Across all of the records below, determine the number of lines containing the string "recording"; reply with that number only.

▶ **Records**:
* * *
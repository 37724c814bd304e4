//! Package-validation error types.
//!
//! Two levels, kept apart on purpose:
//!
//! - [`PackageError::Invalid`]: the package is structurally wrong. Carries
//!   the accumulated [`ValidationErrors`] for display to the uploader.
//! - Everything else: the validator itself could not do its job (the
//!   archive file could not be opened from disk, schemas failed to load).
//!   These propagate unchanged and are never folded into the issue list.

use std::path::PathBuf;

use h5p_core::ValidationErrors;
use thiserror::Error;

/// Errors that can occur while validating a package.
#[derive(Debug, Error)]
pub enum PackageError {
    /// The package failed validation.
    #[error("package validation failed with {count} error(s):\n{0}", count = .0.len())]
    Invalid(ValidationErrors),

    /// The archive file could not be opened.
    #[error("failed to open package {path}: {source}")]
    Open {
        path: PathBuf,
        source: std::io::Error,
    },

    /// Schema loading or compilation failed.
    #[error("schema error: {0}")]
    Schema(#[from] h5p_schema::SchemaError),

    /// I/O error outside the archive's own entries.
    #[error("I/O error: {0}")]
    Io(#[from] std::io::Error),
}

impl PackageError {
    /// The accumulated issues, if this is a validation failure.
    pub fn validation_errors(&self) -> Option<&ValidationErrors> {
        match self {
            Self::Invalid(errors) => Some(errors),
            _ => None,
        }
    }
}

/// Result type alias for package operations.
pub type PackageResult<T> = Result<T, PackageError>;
* * *
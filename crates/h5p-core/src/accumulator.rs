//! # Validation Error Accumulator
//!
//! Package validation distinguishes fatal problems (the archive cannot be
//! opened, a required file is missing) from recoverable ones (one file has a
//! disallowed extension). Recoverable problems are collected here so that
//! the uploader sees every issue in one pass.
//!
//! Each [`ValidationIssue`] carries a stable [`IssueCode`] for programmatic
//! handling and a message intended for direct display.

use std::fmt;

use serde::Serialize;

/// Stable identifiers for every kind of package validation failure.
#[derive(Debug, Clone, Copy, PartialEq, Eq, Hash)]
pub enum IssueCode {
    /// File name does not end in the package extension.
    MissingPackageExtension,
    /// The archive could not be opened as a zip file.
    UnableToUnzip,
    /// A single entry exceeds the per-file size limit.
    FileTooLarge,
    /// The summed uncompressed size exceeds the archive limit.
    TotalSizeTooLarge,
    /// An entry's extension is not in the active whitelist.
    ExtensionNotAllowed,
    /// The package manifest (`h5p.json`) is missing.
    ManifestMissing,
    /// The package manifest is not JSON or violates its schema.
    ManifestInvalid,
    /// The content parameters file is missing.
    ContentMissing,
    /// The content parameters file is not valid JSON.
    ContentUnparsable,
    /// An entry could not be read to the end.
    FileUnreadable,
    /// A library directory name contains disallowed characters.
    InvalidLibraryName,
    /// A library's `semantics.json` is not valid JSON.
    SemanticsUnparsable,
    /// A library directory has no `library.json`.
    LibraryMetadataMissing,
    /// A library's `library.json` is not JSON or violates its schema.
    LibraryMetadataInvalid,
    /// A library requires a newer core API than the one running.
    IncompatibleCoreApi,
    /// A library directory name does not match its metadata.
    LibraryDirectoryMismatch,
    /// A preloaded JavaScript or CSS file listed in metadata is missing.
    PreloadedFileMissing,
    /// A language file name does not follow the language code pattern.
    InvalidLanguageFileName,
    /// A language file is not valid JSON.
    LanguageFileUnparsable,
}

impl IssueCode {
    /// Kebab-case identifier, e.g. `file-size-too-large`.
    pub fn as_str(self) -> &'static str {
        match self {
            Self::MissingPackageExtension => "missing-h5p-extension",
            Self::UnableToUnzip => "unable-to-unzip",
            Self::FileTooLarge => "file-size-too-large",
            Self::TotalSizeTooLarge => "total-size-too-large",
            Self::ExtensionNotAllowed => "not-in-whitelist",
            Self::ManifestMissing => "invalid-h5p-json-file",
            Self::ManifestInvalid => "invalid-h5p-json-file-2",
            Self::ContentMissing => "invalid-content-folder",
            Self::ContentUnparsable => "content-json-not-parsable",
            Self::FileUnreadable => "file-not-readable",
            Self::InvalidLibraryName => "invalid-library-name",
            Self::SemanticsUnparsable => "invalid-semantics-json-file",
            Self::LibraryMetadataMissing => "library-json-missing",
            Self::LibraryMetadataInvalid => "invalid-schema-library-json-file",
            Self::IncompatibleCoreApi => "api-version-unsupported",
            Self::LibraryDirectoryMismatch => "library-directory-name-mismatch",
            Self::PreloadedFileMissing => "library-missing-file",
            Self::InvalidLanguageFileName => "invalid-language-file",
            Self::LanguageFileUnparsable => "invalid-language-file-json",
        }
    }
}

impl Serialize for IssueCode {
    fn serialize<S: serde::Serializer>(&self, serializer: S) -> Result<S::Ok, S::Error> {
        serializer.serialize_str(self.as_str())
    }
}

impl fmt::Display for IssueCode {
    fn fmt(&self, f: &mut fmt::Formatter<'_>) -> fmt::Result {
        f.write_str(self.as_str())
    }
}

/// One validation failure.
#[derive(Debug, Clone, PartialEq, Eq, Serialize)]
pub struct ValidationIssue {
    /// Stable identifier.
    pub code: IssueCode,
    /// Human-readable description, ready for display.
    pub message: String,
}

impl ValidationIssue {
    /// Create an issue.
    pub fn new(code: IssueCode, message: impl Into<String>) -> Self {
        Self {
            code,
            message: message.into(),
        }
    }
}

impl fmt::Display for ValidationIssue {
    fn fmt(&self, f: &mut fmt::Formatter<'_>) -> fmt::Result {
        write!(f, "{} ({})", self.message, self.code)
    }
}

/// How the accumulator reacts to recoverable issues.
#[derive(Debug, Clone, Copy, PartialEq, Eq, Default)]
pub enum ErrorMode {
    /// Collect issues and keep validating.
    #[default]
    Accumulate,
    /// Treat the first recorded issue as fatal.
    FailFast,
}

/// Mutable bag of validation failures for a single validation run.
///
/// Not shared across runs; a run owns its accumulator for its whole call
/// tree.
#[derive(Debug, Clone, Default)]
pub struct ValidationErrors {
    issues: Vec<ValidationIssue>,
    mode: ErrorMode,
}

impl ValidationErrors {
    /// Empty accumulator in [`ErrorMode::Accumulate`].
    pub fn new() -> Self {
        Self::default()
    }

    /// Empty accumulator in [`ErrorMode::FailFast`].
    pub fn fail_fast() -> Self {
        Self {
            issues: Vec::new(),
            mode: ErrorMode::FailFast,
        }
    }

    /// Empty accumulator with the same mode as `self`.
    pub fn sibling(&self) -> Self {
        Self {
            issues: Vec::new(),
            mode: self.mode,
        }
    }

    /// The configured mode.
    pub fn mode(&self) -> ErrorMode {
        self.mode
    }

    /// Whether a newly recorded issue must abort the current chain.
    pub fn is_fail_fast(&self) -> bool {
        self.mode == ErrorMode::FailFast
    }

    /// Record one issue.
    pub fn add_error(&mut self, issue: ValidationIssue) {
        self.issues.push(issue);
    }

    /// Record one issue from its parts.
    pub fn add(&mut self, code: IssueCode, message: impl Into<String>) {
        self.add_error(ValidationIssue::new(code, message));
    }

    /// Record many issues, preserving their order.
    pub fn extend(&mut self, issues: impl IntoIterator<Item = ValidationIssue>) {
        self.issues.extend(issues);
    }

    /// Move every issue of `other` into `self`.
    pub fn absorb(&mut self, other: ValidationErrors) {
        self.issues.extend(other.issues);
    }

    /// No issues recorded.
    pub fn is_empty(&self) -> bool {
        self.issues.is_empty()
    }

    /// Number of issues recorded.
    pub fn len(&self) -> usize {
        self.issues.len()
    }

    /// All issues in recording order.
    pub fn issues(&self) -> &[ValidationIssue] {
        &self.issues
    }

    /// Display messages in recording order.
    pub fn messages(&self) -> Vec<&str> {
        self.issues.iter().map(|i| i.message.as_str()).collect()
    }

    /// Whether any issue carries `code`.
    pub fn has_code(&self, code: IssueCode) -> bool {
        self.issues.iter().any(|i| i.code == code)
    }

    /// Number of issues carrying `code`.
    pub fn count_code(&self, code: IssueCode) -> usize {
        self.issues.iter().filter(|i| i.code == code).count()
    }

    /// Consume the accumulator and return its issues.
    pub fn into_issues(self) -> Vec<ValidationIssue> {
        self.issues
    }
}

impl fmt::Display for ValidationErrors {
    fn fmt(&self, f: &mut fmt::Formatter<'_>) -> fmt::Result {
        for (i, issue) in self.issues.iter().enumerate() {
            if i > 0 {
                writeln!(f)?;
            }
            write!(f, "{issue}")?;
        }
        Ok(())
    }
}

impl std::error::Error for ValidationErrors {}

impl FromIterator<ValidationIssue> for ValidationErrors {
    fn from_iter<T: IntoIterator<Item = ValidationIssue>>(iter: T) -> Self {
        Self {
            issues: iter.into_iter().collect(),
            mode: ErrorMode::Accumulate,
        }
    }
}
* * *
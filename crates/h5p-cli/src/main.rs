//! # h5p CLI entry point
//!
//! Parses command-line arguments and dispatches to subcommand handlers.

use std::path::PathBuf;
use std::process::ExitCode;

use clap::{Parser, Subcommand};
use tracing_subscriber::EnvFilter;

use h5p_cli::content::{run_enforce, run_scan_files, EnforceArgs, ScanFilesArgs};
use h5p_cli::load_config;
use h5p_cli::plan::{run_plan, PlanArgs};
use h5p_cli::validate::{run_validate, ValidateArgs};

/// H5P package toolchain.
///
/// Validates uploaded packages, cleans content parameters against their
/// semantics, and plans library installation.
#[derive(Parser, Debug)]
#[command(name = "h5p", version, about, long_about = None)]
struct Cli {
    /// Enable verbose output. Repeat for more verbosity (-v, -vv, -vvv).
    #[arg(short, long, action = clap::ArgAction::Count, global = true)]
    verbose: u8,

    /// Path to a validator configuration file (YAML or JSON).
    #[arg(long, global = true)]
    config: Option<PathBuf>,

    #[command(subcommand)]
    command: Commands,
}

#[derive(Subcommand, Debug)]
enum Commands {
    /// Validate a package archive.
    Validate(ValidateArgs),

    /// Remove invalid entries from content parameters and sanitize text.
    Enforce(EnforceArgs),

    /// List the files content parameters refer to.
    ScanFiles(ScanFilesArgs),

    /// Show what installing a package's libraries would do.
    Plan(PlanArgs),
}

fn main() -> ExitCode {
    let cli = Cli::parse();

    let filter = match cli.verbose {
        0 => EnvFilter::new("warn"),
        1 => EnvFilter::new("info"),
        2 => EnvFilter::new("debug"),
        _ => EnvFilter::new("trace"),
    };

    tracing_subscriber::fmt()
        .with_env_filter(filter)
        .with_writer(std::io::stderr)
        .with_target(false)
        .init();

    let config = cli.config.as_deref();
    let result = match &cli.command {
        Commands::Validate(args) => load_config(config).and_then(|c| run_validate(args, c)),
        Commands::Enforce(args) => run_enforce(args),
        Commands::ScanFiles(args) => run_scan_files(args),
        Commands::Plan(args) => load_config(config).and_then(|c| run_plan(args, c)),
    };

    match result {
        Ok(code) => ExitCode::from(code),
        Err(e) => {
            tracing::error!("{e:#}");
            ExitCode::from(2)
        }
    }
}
* * *
▶ **Output below**: 2